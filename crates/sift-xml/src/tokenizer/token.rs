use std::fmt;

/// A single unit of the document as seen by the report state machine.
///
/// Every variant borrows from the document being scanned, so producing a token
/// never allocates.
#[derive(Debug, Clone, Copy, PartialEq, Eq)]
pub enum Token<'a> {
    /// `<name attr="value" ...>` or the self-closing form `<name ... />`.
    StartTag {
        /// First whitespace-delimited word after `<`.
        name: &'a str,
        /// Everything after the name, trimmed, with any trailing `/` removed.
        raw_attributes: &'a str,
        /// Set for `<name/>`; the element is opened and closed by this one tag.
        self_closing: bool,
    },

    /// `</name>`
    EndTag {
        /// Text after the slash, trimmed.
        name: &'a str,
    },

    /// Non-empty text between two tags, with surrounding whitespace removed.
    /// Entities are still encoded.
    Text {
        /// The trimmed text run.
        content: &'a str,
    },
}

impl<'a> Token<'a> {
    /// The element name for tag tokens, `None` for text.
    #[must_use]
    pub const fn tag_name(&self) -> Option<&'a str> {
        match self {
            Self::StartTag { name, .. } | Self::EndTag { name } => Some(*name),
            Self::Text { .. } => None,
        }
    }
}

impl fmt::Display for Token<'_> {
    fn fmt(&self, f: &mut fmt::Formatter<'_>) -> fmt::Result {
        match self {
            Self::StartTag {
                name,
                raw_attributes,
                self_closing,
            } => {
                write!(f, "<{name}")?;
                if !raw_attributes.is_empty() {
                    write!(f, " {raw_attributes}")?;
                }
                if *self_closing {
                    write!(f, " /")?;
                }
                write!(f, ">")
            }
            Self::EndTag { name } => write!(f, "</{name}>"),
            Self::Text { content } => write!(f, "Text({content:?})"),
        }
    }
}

───

### WHAT YOU ARE ASKED TO DO
Show each line from the material above where the string "content" can be found.

### OUTPUT FOR THIS EXERCISE
        content: &'a str,
            Self::Text { content } => write!(f, "Text({content:?})"),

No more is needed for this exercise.